Banking lobby sees systemic risks
Opposition formed quickly. Three of the largest associations filed joint objections: the Bank Policy Institute (BPI), the Financial Services Forum, and the Clearing House Association. Their position is clear: direct access for less regulated institutions could increase risks in the payment system and jeopardize financial stability.
Specifically, the banking groups identify stablecoin issuers and crypto firms as the most likely beneficiaries. According to the opposition, their business models resemble deposit-taking, but without deposit insurance, without a resolution regime, and without consolidated supervision. In the view of the American Bankers Association (ABA), many eligible institutions lack a long-term supervisory track record. They are not subject to uniform federal safety and soundness standards.
Accordingly, the list of demands is extensive. These associations call for twelve months of demonstrated safe operations before application, direct federal supervision, and strict limits on balances and transactions. Additional requirements include BSA/AML compliance, a ban on pass-through arrangements, and credible recovery and resolution plans. Finally, the ABA pushed for a phased "crawl, walk, run" approach for applicants.

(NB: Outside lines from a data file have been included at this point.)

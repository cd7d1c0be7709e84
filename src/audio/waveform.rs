//! Waveform bar data for the live recording visualisation.
//!
//! The input run is split into `bar_count` equal windows.  Each window yields
//! a display height (RMS scaled by [`BAR_GAIN`], clamped to
//! `[BAR_FLOOR, 1.0]`) and the unscaled absolute peak.  The output always has
//! exactly `bar_count` entries, even for empty input, so bars never collapse
//! to zero width in the UI.
//!
//! # Example
//!
//! ```rust
//! use live_meter::audio::WaveformData;
//!
//! // 1 second of a quiet tone at 16 kHz
//! let audio: Vec<f32> = (0..16_000)
//!     .map(|i| (i as f32 * 0.05).sin() * 0.1)
//!     .collect();
//!
//! let waveform = WaveformData::compute(&audio, 28);
//! assert_eq!(waveform.bars.len(), 28);
//! assert_eq!(waveform.peaks.len(), 28);
//! for &bar in &waveform.bars {
//!     assert!((0.15..=1.0).contains(&bar));
//! }
//! ```

use super::metrics::{peak, rms};

/// Minimum bar height.
pub const BAR_FLOOR: f32 = 0.15;

/// Gain applied to window RMS so speech-level signals (RMS ~0.1–0.3) fill
/// most of the bar without saturating it.
pub const BAR_GAIN: f32 = 3.0;

// ---------------------------------------------------------------------------
// WaveformData
// ---------------------------------------------------------------------------

/// Bar heights and peaks for the waveform widget.
#[derive(Debug, Clone, PartialEq)]
pub struct WaveformData {
    /// Display height per bar, in `[BAR_FLOOR, 1.0]`.
    pub bars: Vec<f32>,
    /// Absolute peak per bar, in `[0.0, 1.0]`, not scaled.
    pub peaks: Vec<f32>,
}

impl WaveformData {
    /// Compute `bar_count` bars from `samples`.
    ///
    /// Each bar covers `max(1, samples.len() / bar_count)` samples.  Bars
    /// whose window starts past the end of the input get `BAR_FLOOR` height
    /// and a `0.0` peak; trailing samples that do not fill a whole window
    /// are ignored.
    pub fn compute(samples: &[f32], bar_count: usize) -> Self {
        let mut bars = Vec::with_capacity(bar_count);
        let mut peaks = Vec::with_capacity(bar_count);

        if bar_count == 0 {
            return Self { bars, peaks };
        }

        let total = samples.len();
        let samples_per_bar = (total / bar_count).max(1);

        for i in 0..bar_count {
            let start = i * samples_per_bar;
            if start >= total {
                bars.push(BAR_FLOOR);
                peaks.push(0.0);
                continue;
            }
            let end = ((i + 1) * samples_per_bar).min(total);
            let window = &samples[start..end];

            bars.push((rms(window) * BAR_GAIN).clamp(BAR_FLOOR, 1.0));
            peaks.push(peak(window));
        }

        Self { bars, peaks }
    }

    /// Number of bars.
    pub fn len(&self) -> usize {
        self.bars.len()
    }

    /// Returns `true` when there are no bars.
    pub fn is_empty(&self) -> bool {
        self.bars.is_empty()
    }
}

// ---------------------------------------------------------------------------
// Tests
// ---------------------------------------------------------------------------

#[cfg(test)]
mod tests {
    use super::*;

    #[test]
    fn bar_count_holds_for_any_length() {
        for len in [0, 1, 5, 27, 28, 29, 512, 16_000] {
            for count in [1, 8, 28, 64] {
                let audio = vec![0.2_f32; len];
                let w = WaveformData::compute(&audio, count);
                assert_eq!(w.bars.len(), count, "len={len} count={count}");
                assert_eq!(w.peaks.len(), count, "len={len} count={count}");
            }
        }
    }

    #[test]
    fn empty_audio_returns_floor_bars() {
        let w = WaveformData::compute(&[], 10);
        assert!(w.bars.iter().all(|&b| b == BAR_FLOOR));
        assert!(w.peaks.iter().all(|&p| p == 0.0));
    }

    #[test]
    fn silent_audio_sits_on_floor() {
        let w = WaveformData::compute(&vec![0.0_f32; 1_600], 10);
        assert!(w.bars.iter().all(|&b| b == BAR_FLOOR));
        assert!(w.peaks.iter().all(|&p| p == 0.0));
    }

    #[test]
    fn loud_audio_saturates_at_one() {
        let w = WaveformData::compute(&vec![0.9_f32; 1_600], 10);
        assert!(w.bars.iter().all(|&b| b == 1.0));
        assert!(w.peaks.iter().all(|&p| (p - 0.9).abs() < 1e-6));
    }

    #[test]
    fn speech_level_rms_is_scaled() {
        // Constant 0.1 → RMS 0.1 → height 0.3
        let w = WaveformData::compute(&vec![0.1_f32; 1_000], 4);
        for &b in &w.bars {
            assert!((b - 0.3).abs() < 1e-5, "bar = {b}");
        }
    }

    #[test]
    fn short_input_pads_with_floor() {
        // 3 samples, 10 bars → one sample per bar, bars 3.. are padding
        let w = WaveformData::compute(&[0.5, -0.5, 0.5], 10);
        assert_eq!(w.len(), 10);
        assert_eq!(&w.peaks[..3], &[0.5, 0.5, 0.5]);
        assert!(w.bars[3..].iter().all(|&b| b == BAR_FLOOR));
        assert!(w.peaks[3..].iter().all(|&p| p == 0.0));
    }

    #[test]
    fn peak_is_unscaled_window_maximum() {
        let mut audio = vec![0.0_f32; 100];
        audio[7] = -0.4;
        audio[60] = 0.25;
        let w = WaveformData::compute(&audio, 2);
        assert_eq!(w.peaks, vec![0.4, 0.25]);
    }

    #[test]
    fn zero_bar_count_returns_empty() {
        let w = WaveformData::compute(&[0.5; 100], 0);
        assert!(w.is_empty());
        assert!(w.peaks.is_empty());
    }
}
//! Level metrics over a run of normalised samples.
//!
//! | Metric | Definition | Empty input |
//! |--------|------------|-------------|
//! | RMS | `sqrt(mean(s²))` | `0.0` |
//! | Peak | `max(|s|)` | `0.0` |
//! | dB | `20·log10(rms)` | [`DB_FLOOR`] when `rms <= 0` |
//! | DC offset | `mean(s)` | `0.0` |
//! | Clipping | any `|s| >= threshold` | `false` |
//!
//! # Example
//!
//! ```rust
//! use live_meter::audio::metrics::{SignalLevels, DB_FLOOR};
//!
//! let silence = vec![0.0_f32; 1_024];
//! let levels = SignalLevels::measure(&silence);
//! assert_eq!(levels.rms, 0.0);
//! assert_eq!(levels.rms_db, DB_FLOOR);
//! assert!(!levels.has_clipping);
//! ```

/// Decibel value reported for silence instead of `-inf`.
pub const DB_FLOOR: f32 = -100.0;

/// Absolute amplitude at or above which a sample counts as clipped.
pub const CLIPPING_THRESHOLD: f32 = 0.99;

/// Root mean square of `samples`; `0.0` when empty.
pub fn rms(samples: &[f32]) -> f32 {
    if samples.is_empty() {
        return 0.0;
    }
    let sum_sq: f64 = samples.iter().map(|&s| f64::from(s) * f64::from(s)).sum();
    (sum_sq / samples.len() as f64).sqrt() as f32
}

/// Largest absolute sample; `0.0` when empty.
pub fn peak(samples: &[f32]) -> f32 {
    samples.iter().map(|s| s.abs()).fold(0.0_f32, f32::max)
}

/// Convert a linear RMS level to decibels full-scale.
pub fn to_db(rms: f32) -> f32 {
    if rms > 0.0 {
        20.0 * rms.log10()
    } else {
        DB_FLOOR
    }
}

/// Mean sample value (constant bias); `0.0` when empty.
pub fn dc_offset(samples: &[f32]) -> f32 {
    if samples.is_empty() {
        return 0.0;
    }
    let sum: f64 = samples.iter().map(|&s| f64::from(s)).sum();
    (sum / samples.len() as f64) as f32
}

/// `true` if any sample reaches `threshold` in absolute value.
pub fn has_clipping(samples: &[f32], threshold: f32) -> bool {
    samples.iter().any(|s| s.abs() >= threshold)
}

// ---------------------------------------------------------------------------
// SignalLevels
// ---------------------------------------------------------------------------

/// All level metrics for one buffer, computed in a single call.
#[derive(Debug, Clone, Copy, PartialEq)]
pub struct SignalLevels {
    pub rms: f32,
    pub peak: f32,
    pub rms_db: f32,
    pub dc_offset: f32,
    /// Clipping against [`CLIPPING_THRESHOLD`].
    pub has_clipping: bool,
}

impl SignalLevels {
    pub fn measure(samples: &[f32]) -> Self {
        let rms = rms(samples);
        Self {
            rms,
            peak: peak(samples),
            rms_db: to_db(rms),
            dc_offset: dc_offset(samples),
            has_clipping: has_clipping(samples, CLIPPING_THRESHOLD),
        }
    }
}
// ---------------------------------------------------------------------------
// Tests
// ---------------------------------------------------------------------------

Crypto industry considers the proposal too narrow
On the other side stand fintech and crypto associations, who criticize the proposal from the opposite direction. Representing companies including eBay, Klarna, and Amazon Pay, the Financial Technology Association (FTA) described the payment accounts as too limited. Such restrictions could result in firms remaining dependent on banks. In addition, the FTA objected to blocking ACH access. It called the overnight balance limit disproportionately restrictive for large payment processors with billions in volume.

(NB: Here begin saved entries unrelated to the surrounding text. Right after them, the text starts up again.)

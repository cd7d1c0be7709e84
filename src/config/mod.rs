//! Configuration: `AppConfig` with one section per subsystem, `AppPaths`
//! for the platform settings location, and TOML persistence via
//! `AppConfig::load` / `AppConfig::save`.

pub mod paths;
pub mod settings;

pub use paths::AppPaths;
pub use settings::{AnalysisConfig, AppConfig, AudioConfig, WorkerConfig};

Meanwhile, the Blockchain Payment Consortium (BPC) pointed to the $4 trillion digital asset market and called for the balance limit to rise by 30 to 40 percent. At the same time, the BPC demanded access to Fedwire Securities for direct Treasury settlement without banks as intermediaries.

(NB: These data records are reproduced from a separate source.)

//! `AudioAnalyzer`: the uniform async interface callers program against.
//!
//! [`AudioOrchestrator`] implements it with worker dispatch and inline
//! fallback.  [`InlineAnalyzer`] implements it without any background
//! thread, for when the worker is disabled in config.

use async_trait::async_trait;

use crate::audio::{AudioFormat, PreprocessOptions};

use super::handlers;
use super::orchestrator::{AudioOrchestrator, DispatchError};
use super::protocol::{ChunkAnalysis, PreprocessResult, SpectrumResult, WaveformResult};

/// Async analysis operations over raw PCM16 chunks.
///
/// Implementors must be `Send + Sync` so they can be shared across tasks
/// (e.g. held as `Arc<dyn AudioAnalyzer>`).
#[async_trait]
pub trait AudioAnalyzer: Send + Sync {
    async fn process_audio_chunk(
        &self,
        data: &[u8],
        format: AudioFormat,
        bar_count: usize,
    ) -> Result<ChunkAnalysis, DispatchError>;

    async fn generate_waveform(
        &self,
        data: &[u8],
        format: AudioFormat,
        bar_count: usize,
    ) -> Result<WaveformResult, DispatchError>;

    async fn compute_fft(
        &self,
        data: &[u8],
        format: AudioFormat,
        fft_size: usize,
        frequency_bins: usize,
    ) -> Result<SpectrumResult, DispatchError>;

    async fn preprocess_chunk(
        &self,
        data: &[u8],
        format: AudioFormat,
        options: PreprocessOptions,
    ) -> Result<PreprocessResult, DispatchError>;
}

#[async_trait]
impl AudioAnalyzer for AudioOrchestrator {
    async fn process_audio_chunk(
        &self,
        data: &[u8],
        format: AudioFormat,
        bar_count: usize,
    ) -> Result<ChunkAnalysis, DispatchError> {
        AudioOrchestrator::process_audio_chunk(self, data, format, bar_count).await
    }

    async fn generate_waveform(
        &self,
        data: &[u8],
        format: AudioFormat,
        bar_count: usize,
    ) -> Result<WaveformResult, DispatchError> {
        AudioOrchestrator::generate_waveform(self, data, format, bar_count).await
    }

    async fn compute_fft(
        &self,
        data: &[u8],
        format: AudioFormat,
        fft_size: usize,
        frequency_bins: usize,
    ) -> Result<SpectrumResult, DispatchError> {
        AudioOrchestrator::compute_fft(self, data, format, fft_size, frequency_bins).await
    }

    async fn preprocess_chunk(
        &self,
        data: &[u8],
        format: AudioFormat,
        options: PreprocessOptions,
    ) -> Result<PreprocessResult, DispatchError> {
        AudioOrchestrator::preprocess_chunk(self, data, format, options).await
    }
}

// ---------------------------------------------------------------------------
// InlineAnalyzer
// ---------------------------------------------------------------------------

/// Runs every operation on the calling task.
///
/// Unlike the orchestrator's fallback, this *does* compute the FFT inline:
/// there is no worker to protect the caller from.
#[derive(Debug, Default, Clone, Copy)]
pub struct InlineAnalyzer;

#[async_trait]
impl AudioAnalyzer for InlineAnalyzer {
    async fn process_audio_chunk(
        &self,
        data: &[u8],
        format: AudioFormat,
        bar_count: usize,
    ) -> Result<ChunkAnalysis, DispatchError> {
        Ok(handlers::process_audio_chunk(data, &format, bar_count)?)
    }

    async fn generate_waveform(
        &self,
        data: &[u8],
        format: AudioFormat,
        bar_count: usize,
    ) -> Result<WaveformResult, DispatchError> {
        Ok(handlers::generate_waveform(data, &format, bar_count)?)
    }

    async fn compute_fft(
        &self,
        data: &[u8],
        format: AudioFormat,
        fft_size: usize,
        frequency_bins: usize,
    ) -> Result<SpectrumResult, DispatchError> {
        Ok(handlers::compute_fft(data, &format, fft_size, frequency_bins)?)
    }

    async fn preprocess_chunk(
        &self,
        data: &[u8],
        format: AudioFormat,
        options: PreprocessOptions,
    ) -> Result<PreprocessResult, DispatchError> {
        Ok(handlers::preprocess_chunk(data, &format, options)?)
    }
}

#[cfg(test)]
mod tests {
    use super::*;
    use std::sync::Arc;
    use std::time::Duration;

    use crate::audio::float_to_pcm16;
    use crate::worker::OrchestratorConfig;

    fn tone() -> Vec<u8> {
        let samples: Vec<f32> = (0..2_048)
            .map(|i| (2.0 * std::f32::consts::PI * 1_000.0 * i as f32 / 16_000.0).sin() * 0.5)
            .collect();
        float_to_pcm16(&samples)
    }

    #[test]
    fn analyzers_are_object_safe() {
        let _: Box<dyn AudioAnalyzer> = Box::new(InlineAnalyzer);
    }

    #[tokio::test]
    async fn inline_and_orchestrated_results_match() {
        let format = AudioFormat::mono16(16_000);
        let orchestrator = AudioOrchestrator::new(OrchestratorConfig::default());
        assert!(orchestrator.wait_ready(Duration::from_secs(2)).await);

        let analyzers: Vec<Arc<dyn AudioAnalyzer>> =
            vec![Arc::new(InlineAnalyzer), Arc::new(orchestrator)];

        let pcm = tone();
        let mut levels = Vec::new();
        let mut dominants = Vec::new();
        for analyzer in &analyzers {
            let chunk = analyzer.process_audio_chunk(&pcm, format, 28).await.unwrap();
            let spectrum = analyzer.compute_fft(&pcm, format, 2_048, 64).await.unwrap();
            levels.push((chunk.rms_level, chunk.peak_level));
            dominants.push(spectrum.dominant_frequency);
        }

        assert!((levels[0].0 - levels[1].0).abs() < 1e-6);
        assert!((levels[0].1 - levels[1].1).abs() < 1e-6);
        assert_eq!(dominants[0], dominants[1]);
    }

    #[tokio::test]
    async fn inline_fft_never_zeroes() {
        let spectrum = InlineAnalyzer
            .compute_fft(&tone(), AudioFormat::mono16(16_000), 2_048, 16)
            .await
            .unwrap();
        assert!(spectrum.dominant_frequency > 0.0);
    }
}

Circle, the issuer of the USDC stablecoin, described the payment accounts as an important first step toward implementing the GENIUS Act. With a market capitalization of roughly $75 billion, USDC ranks among the largest stablecoins globally. In its comment letter, the company stated:
"Access to Federal Reserve services will play an important role in the operational and liquidity management of permitted payment stablecoin issuers." - Circle comment letter
Custodia and TNB: how the Fed has handled applications so far
This conflict has precedents. Custodia Bank, a Wyoming Special Purpose Depository Institution with a crypto focus, applied for a master account at the Federal Reserve Bank of Kansas City in October 2020. After a rejection and two lost court cases, courts confirmed that Fed banks hold the discretion to deny applications, even when statutory eligibility exists. Judge Scott Skavdahl put it plainly in his March 2024 ruling:
"If the Federal Reserve Banks do not have the authority to deny master account applications, state licensing laws would be the only protective layer for the US financial system." - Judge Scott Skavdahl, U.S. District Court Wyoming
In October 2025, the 10th Circuit Court of Appeals upheld the ruling. Meanwhile, The Narrow Bank (TNB) had waited for a master account since August 2017 and received a denial in February 2024. TNB subsequently lost in court as well. Both cases show that the Fed has consistently resisted expanded access for non-banks.
Now the Fed evaluates the 44 comment letters received. Governor Waller sticks to the timeline and aims to make payment accounts available in Q4 2026. In parallel, the deadline for implementing GENIUS Act executive orders expires on July 18, 2026. Whether the banking lobby's demands will delay the timeline remains open.